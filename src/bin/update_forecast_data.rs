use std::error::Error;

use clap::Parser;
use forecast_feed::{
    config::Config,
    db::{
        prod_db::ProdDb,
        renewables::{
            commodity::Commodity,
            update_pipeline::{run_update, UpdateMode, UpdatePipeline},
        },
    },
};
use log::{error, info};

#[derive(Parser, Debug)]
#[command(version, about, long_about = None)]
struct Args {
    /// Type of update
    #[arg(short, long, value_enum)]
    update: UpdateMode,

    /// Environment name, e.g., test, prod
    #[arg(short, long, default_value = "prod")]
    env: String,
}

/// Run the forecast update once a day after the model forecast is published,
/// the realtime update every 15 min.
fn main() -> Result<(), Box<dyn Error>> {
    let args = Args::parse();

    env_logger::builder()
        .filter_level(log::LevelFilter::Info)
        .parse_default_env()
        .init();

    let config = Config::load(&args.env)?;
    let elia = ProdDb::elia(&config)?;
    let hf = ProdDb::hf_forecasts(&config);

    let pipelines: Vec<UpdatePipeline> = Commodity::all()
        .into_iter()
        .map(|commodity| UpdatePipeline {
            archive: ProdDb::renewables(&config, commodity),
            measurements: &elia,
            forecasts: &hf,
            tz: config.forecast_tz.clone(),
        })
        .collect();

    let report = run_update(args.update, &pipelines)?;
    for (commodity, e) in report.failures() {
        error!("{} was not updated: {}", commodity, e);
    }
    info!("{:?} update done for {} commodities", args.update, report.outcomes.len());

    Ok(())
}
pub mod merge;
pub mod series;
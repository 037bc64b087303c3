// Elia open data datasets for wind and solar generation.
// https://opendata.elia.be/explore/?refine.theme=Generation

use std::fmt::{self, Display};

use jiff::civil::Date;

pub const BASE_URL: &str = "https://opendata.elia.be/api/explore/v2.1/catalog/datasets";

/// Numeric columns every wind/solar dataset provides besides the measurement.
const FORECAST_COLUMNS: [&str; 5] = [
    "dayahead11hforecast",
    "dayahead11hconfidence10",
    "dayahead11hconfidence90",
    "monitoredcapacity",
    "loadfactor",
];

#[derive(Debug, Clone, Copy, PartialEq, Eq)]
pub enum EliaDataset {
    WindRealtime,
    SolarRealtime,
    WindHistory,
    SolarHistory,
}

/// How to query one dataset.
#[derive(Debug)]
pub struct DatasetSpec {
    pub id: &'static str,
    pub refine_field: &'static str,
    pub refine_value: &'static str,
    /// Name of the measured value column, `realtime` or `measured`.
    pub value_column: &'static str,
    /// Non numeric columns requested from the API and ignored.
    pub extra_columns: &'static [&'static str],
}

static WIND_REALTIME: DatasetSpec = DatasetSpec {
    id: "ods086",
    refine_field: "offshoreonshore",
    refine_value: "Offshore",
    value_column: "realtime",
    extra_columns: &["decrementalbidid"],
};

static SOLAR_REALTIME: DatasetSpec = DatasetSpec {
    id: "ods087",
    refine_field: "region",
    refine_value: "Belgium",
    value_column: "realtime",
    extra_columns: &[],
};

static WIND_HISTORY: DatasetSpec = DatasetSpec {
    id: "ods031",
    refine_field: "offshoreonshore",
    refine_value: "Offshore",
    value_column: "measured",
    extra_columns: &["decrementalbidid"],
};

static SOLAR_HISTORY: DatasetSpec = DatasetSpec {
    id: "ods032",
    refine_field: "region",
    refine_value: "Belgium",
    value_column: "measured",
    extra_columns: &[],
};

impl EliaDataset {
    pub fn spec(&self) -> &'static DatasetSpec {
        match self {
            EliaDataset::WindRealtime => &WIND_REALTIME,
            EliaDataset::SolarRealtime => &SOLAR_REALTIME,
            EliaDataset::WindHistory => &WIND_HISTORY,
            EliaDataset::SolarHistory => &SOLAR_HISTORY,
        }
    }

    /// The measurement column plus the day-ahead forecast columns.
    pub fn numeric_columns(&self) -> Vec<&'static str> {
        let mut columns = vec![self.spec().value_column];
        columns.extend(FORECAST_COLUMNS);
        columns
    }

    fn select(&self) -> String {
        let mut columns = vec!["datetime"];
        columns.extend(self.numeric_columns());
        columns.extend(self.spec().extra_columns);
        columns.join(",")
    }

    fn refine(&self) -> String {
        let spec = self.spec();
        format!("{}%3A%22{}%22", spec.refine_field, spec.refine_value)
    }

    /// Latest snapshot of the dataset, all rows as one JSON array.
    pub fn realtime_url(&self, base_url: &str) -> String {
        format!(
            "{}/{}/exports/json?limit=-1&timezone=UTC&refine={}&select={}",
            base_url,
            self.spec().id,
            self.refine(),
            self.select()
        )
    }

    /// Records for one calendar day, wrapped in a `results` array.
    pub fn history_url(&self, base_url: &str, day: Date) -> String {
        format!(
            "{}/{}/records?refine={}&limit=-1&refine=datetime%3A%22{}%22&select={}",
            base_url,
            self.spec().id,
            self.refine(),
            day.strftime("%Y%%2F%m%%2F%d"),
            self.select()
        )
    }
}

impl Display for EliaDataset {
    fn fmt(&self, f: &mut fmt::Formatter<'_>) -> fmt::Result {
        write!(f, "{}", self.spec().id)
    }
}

::::::

WHAT THE TASK ASKS: Word for word, transcribe the entire listing shown above.

TASK ANSWER:
filename src/bin/update_forecast_data.rs
use std::error::Error;

use clap::Parser;
use forecast_feed::{
    config::Config,
    db::{
        prod_db::ProdDb,
        renewables::{
            commodity::Commodity,
            update_pipeline::{run_update, UpdateMode, UpdatePipeline},
        },
    },
};
use log::{error, info};

#[derive(Parser, Debug)]
#[command(version, about, long_about = None)]
struct Args {
    /// Type of update
    #[arg(short, long, value_enum)]
    update: UpdateMode,

    /// Environment name, e.g., test, prod
    #[arg(short, long, default_value = "prod")]
    env: String,
}

/// Run the forecast update once a day after the model forecast is published,
/// the realtime update every 15 min.
fn main() -> Result<(), Box<dyn Error>> {
    let args = Args::parse();

    env_logger::builder()
        .filter_level(log::LevelFilter::Info)
        .parse_default_env()
        .init();

    let config = Config::load(&args.env)?;
    let elia = ProdDb::elia(&config)?;
    let hf = ProdDb::hf_forecasts(&config);

    let pipelines: Vec<UpdatePipeline> = Commodity::all()
        .into_iter()
        .map(|commodity| UpdatePipeline {
            archive: ProdDb::renewables(&config, commodity),
            measurements: &elia,
            forecasts: &hf,
            tz: config.forecast_tz.clone(),
        })
        .collect();

    let report = run_update(args.update, &pipelines)?;
    for (commodity, e) in report.failures() {
        error!("{} was not updated: {}", commodity, e);
    }
    info!("{:?} update done for {} commodities", args.update, report.outcomes.len());

    Ok(())
}
pub mod merge;
pub mod series;
repository 037bc64b087303c3
// Elia open data datasets for wind and solar generation.
// https://opendata.elia.be/explore/?refine.theme=Generation

use std::fmt::{self, Display};

use jiff::civil::Date;

pub const BASE_URL: &str = "https://opendata.elia.be/api/explore/v2.1/catalog/datasets";

/// Numeric columns every wind/solar dataset provides besides the measurement.
const FORECAST_COLUMNS: [&str; 5] = [
    "dayahead11hforecast",
    "dayahead11hconfidence10",
    "dayahead11hconfidence90",
    "monitoredcapacity",
    "loadfactor",
];

#[derive(Debug, Clone, Copy, PartialEq, Eq)]
pub enum EliaDataset {
    WindRealtime,
    SolarRealtime,
    WindHistory,
    SolarHistory,
}

/// How to query one dataset.
#[derive(Debug)]
pub struct DatasetSpec {
    pub id: &'static str,
    pub refine_field: &'static str,
    pub refine_value: &'static str,
    /// Name of the measured value column, `realtime` or `measured`.
    pub value_column: &'static str,
    /// Non numeric columns requested from the API and ignored.
    pub extra_columns: &'static [&'static str],
}

static WIND_REALTIME: DatasetSpec = DatasetSpec {
    id: "ods086",
    refine_field: "offshoreonshore",
    refine_value: "Offshore",
    value_column: "realtime",
    extra_columns: &["decrementalbidid"],
};

static SOLAR_REALTIME: DatasetSpec = DatasetSpec {
    id: "ods087",
    refine_field: "region",
    refine_value: "Belgium",
    value_column: "realtime",
    extra_columns: &[],
};

static WIND_HISTORY: DatasetSpec = DatasetSpec {
    id: "ods031",
    refine_field: "offshoreonshore",
    refine_value: "Offshore",
    value_column: "measured",
    extra_columns: &["decrementalbidid"],
};

static SOLAR_HISTORY: DatasetSpec = DatasetSpec {
    id: "ods032",
    refine_field: "region",
    refine_value: "Belgium",
    value_column: "measured",
    extra_columns: &[],
};

impl EliaDataset {
    pub fn spec(&self) -> &'static DatasetSpec {
        match self {
            EliaDataset::WindRealtime => &WIND_REALTIME,
            EliaDataset::SolarRealtime => &SOLAR_REALTIME,
            EliaDataset::WindHistory => &WIND_HISTORY,
            EliaDataset::SolarHistory => &SOLAR_HISTORY,
        }
    }

    /// The measurement column plus the day-ahead forecast columns.
    pub fn numeric_columns(&self) -> Vec<&'static str> {
        let mut columns = vec![self.spec().value_column];
        columns.extend(FORECAST_COLUMNS);
        columns
    }

    fn select(&self) -> String {
        let mut columns = vec!["datetime"];
        columns.extend(self.numeric_columns());
        columns.extend(self.spec().extra_columns);
        columns.join(",")
    }

    fn refine(&self) -> String {
        let spec = self.spec();
        format!("{}%3A%22{}%22", spec.refine_field, spec.refine_value)
    }

    /// Latest snapshot of the dataset, all rows as one JSON array.
    pub fn realtime_url(&self, base_url: &str) -> String {
        format!(
            "{}/{}/exports/json?limit=-1&timezone=UTC&refine={}&select={}",
            base_url,
            self.spec().id,
            self.refine(),
            self.select()
        )
    }

    /// Records for one calendar day, wrapped in a `results` array.
    pub fn history_url(&self, base_url: &str, day: Date) -> String {
        format!(
            "{}/{}/records?refine={}&limit=-1&refine=datetime%3A%22{}%22&select={}",
            base_url,
            self.spec().id,
            self.refine(),
            day.strftime("%Y%%2F%m%%2F%d"),
            self.select()
        )
    }
}

impl Display for EliaDataset {
    fn fmt(&self, f: &mut fmt::Formatter<'_>) -> fmt::Result {
        write!(f, "{}", self.spec().id)
    }
}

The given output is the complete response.